Using the listing below, retype exactly the lines starting at the one with "filename hubgen/src/lib.rs" and ending at the one with "graph through the", and include both.
──────── INFORMATION GIVEN ────────
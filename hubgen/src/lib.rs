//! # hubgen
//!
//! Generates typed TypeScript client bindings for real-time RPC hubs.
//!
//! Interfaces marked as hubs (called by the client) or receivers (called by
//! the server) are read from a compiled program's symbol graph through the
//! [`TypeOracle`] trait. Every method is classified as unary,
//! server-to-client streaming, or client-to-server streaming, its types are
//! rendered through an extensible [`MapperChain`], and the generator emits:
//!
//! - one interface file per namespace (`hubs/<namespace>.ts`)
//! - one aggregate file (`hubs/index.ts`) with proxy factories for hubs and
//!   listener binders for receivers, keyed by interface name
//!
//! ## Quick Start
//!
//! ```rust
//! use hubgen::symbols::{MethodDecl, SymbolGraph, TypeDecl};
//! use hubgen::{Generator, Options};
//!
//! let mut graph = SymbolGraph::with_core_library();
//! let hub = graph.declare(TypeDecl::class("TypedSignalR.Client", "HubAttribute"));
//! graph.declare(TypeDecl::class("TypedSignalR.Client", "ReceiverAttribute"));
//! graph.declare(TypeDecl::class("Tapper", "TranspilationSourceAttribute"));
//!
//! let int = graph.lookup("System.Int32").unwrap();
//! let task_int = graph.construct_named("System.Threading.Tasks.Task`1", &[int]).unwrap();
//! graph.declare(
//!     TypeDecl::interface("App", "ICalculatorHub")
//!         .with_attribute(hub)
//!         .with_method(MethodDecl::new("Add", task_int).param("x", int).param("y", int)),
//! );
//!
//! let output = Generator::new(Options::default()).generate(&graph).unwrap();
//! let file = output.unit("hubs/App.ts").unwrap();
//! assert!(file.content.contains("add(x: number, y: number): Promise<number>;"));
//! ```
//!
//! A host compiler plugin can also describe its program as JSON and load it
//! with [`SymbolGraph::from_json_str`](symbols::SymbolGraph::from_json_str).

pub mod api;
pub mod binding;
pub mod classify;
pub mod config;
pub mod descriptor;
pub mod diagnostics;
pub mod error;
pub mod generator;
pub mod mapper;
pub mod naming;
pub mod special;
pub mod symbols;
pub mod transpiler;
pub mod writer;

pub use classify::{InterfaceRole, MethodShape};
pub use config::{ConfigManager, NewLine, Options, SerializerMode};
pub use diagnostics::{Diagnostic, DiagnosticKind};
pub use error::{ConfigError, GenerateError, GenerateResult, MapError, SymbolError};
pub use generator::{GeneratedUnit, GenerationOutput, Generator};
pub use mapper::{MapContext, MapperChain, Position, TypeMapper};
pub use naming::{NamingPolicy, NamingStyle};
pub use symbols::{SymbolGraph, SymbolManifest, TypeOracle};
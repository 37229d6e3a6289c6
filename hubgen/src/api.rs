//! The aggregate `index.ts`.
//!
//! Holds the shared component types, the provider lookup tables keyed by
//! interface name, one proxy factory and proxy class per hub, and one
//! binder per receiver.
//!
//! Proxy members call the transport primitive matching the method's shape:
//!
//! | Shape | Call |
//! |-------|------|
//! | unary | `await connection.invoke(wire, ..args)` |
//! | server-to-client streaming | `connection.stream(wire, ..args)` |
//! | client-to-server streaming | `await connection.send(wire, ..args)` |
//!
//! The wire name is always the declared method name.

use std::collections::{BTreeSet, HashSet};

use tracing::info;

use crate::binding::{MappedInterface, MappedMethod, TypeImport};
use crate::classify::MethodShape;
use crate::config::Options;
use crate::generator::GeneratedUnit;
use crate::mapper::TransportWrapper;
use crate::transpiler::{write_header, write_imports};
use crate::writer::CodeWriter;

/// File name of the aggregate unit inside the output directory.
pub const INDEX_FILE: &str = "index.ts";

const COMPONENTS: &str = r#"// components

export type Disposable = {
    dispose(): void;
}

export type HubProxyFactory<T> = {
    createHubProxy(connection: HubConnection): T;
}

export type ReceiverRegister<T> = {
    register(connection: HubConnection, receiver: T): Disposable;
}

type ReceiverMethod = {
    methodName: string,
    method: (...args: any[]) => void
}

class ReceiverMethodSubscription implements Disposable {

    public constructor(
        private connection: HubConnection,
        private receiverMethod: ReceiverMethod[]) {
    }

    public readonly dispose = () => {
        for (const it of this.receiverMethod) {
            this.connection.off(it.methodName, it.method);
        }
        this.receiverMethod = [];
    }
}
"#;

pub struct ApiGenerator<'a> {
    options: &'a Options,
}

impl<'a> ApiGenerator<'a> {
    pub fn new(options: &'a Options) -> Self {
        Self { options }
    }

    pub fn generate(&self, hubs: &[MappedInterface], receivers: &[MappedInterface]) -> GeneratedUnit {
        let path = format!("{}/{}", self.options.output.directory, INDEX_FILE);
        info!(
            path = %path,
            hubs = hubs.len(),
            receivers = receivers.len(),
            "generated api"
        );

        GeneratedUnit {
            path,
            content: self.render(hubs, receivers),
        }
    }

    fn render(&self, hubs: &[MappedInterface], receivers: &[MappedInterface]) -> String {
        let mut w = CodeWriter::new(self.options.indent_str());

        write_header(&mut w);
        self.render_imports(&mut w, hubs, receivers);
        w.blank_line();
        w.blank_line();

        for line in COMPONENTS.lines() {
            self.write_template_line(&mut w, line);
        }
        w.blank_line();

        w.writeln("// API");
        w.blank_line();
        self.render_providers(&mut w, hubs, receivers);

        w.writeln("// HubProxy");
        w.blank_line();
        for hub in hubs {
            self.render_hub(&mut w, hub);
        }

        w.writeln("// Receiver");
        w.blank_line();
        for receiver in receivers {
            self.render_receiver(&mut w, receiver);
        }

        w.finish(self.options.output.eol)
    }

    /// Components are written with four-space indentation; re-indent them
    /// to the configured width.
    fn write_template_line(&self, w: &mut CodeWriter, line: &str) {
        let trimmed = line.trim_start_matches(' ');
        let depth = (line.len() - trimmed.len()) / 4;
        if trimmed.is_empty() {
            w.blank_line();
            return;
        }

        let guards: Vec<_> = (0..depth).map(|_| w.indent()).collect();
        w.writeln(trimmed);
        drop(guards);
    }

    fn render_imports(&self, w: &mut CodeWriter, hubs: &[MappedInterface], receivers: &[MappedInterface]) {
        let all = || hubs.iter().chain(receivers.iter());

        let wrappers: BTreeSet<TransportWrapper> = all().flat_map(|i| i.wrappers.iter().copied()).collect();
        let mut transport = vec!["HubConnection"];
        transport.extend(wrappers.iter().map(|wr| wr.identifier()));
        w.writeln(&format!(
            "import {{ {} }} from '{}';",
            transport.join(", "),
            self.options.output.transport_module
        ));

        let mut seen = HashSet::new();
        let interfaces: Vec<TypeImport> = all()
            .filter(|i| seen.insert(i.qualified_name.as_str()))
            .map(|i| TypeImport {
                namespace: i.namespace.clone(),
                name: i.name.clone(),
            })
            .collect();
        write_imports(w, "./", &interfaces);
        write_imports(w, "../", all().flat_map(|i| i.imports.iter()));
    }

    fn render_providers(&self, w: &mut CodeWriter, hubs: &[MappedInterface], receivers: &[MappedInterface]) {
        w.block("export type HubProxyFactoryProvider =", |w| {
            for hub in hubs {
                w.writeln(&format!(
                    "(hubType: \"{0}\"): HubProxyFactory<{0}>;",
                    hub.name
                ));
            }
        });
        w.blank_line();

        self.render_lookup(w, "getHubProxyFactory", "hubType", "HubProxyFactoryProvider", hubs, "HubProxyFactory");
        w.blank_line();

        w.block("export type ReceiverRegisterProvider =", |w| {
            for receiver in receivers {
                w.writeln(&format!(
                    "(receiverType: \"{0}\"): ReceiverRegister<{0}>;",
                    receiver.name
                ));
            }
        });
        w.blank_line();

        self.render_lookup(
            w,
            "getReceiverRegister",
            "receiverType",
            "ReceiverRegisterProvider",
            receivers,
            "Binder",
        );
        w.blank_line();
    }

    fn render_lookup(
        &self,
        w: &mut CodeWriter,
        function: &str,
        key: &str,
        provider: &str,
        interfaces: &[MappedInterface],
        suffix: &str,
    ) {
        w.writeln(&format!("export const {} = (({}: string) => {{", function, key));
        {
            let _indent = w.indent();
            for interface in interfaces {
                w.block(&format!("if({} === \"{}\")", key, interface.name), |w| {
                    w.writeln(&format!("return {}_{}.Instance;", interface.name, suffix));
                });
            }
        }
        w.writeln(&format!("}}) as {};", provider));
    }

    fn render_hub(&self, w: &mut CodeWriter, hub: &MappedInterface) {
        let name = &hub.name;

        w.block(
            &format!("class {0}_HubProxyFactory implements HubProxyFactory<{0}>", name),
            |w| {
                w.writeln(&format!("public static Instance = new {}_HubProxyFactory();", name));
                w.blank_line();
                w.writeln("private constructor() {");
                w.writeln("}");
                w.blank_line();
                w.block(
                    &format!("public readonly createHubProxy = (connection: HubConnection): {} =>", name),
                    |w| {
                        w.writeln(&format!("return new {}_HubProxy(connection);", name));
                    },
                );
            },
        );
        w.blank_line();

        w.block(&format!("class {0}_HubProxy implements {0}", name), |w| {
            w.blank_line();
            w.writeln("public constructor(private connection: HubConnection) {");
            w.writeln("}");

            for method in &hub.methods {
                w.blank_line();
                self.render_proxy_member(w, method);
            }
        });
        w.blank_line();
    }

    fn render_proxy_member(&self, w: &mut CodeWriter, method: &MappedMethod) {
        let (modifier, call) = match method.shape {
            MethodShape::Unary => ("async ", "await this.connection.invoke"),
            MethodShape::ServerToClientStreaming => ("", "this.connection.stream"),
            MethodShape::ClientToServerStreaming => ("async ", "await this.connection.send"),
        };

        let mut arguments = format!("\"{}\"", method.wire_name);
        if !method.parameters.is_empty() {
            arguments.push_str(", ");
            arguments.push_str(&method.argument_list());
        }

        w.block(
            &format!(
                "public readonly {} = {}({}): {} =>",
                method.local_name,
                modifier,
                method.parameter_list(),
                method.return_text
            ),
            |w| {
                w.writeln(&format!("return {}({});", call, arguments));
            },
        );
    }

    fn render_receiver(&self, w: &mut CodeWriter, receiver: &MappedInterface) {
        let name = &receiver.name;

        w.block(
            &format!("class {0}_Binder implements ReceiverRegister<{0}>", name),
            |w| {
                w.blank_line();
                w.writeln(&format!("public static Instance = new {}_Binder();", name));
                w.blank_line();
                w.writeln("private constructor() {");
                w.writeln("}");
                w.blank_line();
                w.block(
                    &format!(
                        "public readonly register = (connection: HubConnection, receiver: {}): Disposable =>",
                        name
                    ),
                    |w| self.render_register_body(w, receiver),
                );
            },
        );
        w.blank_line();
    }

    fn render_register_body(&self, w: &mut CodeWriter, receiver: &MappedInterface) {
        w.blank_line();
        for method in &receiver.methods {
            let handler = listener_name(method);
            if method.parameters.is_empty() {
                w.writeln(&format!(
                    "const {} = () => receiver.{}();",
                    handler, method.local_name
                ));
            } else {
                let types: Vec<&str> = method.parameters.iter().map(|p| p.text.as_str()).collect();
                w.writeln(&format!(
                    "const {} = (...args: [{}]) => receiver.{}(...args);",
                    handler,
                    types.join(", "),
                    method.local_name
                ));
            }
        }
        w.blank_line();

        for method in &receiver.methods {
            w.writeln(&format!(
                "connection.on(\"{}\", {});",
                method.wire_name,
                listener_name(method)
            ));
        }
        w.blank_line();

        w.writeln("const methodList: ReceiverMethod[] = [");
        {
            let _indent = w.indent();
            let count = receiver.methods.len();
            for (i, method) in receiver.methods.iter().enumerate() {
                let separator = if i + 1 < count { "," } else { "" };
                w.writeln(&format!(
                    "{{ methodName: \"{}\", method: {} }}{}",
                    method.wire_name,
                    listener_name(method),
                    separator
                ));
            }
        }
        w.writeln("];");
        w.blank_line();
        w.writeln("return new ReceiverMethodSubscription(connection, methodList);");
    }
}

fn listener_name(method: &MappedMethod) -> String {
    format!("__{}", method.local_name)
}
────────
──────── INFORMATION GIVEN ────────
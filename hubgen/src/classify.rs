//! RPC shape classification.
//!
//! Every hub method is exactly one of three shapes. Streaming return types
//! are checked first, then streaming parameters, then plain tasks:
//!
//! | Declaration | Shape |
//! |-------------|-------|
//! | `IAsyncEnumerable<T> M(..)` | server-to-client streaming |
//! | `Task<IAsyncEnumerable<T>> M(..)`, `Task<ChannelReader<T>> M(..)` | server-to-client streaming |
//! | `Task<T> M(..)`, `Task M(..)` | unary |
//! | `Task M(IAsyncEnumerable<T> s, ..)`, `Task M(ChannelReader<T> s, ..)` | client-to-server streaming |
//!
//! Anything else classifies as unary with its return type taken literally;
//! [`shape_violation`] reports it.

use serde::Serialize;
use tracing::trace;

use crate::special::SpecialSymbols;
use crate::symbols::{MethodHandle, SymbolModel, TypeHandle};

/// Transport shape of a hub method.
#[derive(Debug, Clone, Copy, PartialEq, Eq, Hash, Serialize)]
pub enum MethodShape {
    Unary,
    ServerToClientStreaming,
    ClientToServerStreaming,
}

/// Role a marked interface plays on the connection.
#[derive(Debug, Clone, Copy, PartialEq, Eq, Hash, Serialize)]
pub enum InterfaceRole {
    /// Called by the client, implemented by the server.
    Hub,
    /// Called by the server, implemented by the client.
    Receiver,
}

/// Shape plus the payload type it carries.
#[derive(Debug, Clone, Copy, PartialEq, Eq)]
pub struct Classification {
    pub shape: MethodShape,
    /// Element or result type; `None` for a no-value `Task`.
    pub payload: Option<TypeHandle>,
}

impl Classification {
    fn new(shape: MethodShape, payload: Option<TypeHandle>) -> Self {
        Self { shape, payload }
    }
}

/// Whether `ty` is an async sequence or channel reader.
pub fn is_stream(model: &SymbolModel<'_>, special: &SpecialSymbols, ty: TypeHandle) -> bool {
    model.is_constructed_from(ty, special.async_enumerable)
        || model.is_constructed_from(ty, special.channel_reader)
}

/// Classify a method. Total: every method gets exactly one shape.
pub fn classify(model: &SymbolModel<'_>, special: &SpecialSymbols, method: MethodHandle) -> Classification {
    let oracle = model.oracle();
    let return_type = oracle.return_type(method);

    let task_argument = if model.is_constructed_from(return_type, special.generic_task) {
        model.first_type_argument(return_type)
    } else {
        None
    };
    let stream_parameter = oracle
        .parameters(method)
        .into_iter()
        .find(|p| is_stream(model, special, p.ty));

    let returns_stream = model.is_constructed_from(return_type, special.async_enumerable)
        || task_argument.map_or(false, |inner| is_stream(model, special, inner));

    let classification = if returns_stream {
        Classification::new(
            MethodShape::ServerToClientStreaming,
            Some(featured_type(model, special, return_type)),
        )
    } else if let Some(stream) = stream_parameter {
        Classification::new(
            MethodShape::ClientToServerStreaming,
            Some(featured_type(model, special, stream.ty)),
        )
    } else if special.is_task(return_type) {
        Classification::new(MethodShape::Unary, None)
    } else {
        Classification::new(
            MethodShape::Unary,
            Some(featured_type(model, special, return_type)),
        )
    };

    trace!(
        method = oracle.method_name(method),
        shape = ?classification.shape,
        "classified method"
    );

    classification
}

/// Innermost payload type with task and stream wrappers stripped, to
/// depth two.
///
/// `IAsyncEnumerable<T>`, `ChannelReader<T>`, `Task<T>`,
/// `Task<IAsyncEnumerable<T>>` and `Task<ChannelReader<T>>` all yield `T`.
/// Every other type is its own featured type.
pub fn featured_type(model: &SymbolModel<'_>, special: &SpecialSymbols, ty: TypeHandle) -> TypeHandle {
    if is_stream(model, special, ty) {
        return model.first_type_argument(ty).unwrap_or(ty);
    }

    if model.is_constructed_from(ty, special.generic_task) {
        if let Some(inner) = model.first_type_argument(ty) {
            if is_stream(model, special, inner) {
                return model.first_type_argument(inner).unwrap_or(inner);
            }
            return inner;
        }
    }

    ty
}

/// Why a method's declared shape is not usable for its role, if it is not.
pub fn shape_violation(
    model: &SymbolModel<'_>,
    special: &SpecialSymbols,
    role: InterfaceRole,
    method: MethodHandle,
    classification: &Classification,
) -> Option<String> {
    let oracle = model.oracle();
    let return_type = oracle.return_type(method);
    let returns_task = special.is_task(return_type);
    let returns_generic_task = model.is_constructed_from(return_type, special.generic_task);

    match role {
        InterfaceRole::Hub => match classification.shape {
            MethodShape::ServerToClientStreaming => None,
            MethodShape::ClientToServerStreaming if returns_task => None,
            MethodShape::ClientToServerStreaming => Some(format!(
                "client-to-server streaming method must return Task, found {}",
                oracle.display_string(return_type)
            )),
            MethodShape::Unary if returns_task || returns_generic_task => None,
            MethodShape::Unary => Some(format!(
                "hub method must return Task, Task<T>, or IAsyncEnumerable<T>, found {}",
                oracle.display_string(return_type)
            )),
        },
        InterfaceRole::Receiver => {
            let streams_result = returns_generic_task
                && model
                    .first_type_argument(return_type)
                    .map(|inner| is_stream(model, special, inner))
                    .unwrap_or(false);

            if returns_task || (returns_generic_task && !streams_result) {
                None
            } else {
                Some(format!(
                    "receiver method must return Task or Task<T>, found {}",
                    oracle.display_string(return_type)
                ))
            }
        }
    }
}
────────
──────── INFORMATION GIVEN ────────
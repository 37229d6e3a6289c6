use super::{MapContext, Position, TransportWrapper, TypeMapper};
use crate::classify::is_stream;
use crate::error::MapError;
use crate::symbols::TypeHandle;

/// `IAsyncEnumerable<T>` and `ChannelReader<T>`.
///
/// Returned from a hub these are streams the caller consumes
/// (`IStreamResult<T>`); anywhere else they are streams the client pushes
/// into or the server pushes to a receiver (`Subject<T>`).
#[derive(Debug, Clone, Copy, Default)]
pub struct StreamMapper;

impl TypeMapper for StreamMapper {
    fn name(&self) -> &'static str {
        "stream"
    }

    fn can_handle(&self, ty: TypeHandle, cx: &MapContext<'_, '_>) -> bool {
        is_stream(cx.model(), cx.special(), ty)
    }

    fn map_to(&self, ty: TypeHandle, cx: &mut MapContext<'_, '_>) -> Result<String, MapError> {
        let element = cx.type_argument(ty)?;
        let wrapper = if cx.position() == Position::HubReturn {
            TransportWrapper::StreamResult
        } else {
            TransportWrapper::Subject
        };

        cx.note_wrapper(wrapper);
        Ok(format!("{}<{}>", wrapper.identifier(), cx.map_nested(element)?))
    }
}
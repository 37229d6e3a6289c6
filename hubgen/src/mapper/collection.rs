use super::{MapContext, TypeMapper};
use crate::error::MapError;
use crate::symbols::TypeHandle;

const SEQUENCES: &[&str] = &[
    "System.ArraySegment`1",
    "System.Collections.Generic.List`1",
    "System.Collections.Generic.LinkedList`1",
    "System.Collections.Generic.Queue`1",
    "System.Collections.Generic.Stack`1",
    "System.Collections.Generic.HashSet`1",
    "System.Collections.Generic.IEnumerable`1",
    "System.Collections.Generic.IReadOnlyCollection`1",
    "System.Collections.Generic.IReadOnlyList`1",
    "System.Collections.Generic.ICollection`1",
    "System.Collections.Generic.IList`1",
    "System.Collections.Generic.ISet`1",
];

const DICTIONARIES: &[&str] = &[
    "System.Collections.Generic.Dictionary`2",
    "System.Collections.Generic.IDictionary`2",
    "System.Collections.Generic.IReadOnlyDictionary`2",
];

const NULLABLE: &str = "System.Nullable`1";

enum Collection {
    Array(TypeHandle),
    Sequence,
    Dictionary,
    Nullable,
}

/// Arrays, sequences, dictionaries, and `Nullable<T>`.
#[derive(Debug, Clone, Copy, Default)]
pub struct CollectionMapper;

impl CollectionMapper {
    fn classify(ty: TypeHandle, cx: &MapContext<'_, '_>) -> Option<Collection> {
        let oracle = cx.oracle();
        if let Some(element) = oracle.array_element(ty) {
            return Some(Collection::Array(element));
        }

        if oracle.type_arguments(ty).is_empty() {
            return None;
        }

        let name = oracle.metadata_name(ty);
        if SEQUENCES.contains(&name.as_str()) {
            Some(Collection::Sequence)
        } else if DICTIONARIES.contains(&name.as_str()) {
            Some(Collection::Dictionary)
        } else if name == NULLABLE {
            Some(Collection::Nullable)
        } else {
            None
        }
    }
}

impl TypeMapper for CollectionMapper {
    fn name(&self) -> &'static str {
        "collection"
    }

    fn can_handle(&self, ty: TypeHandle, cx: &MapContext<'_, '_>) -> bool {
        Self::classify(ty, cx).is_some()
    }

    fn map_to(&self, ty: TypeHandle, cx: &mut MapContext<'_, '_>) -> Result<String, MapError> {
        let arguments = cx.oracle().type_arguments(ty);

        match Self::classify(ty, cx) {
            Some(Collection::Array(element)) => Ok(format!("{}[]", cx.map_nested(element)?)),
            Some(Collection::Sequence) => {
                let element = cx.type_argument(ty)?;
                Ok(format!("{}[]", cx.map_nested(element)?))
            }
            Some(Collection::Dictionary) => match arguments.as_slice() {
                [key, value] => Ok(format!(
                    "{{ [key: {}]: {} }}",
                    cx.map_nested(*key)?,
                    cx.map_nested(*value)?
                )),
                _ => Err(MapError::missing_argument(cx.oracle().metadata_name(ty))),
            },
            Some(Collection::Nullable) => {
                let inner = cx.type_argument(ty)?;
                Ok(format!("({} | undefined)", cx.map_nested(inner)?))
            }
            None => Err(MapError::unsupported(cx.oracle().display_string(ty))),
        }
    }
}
────────
• _WRITTEN SOLUTION_:
filename hubgen/src/lib.rs
//! # hubgen
//!
//! Generates typed TypeScript client bindings for real-time RPC hubs.
//!
//! Interfaces marked as hubs (called by the client) or receivers (called by
//! the server) are read from a compiled program's symbol graph through the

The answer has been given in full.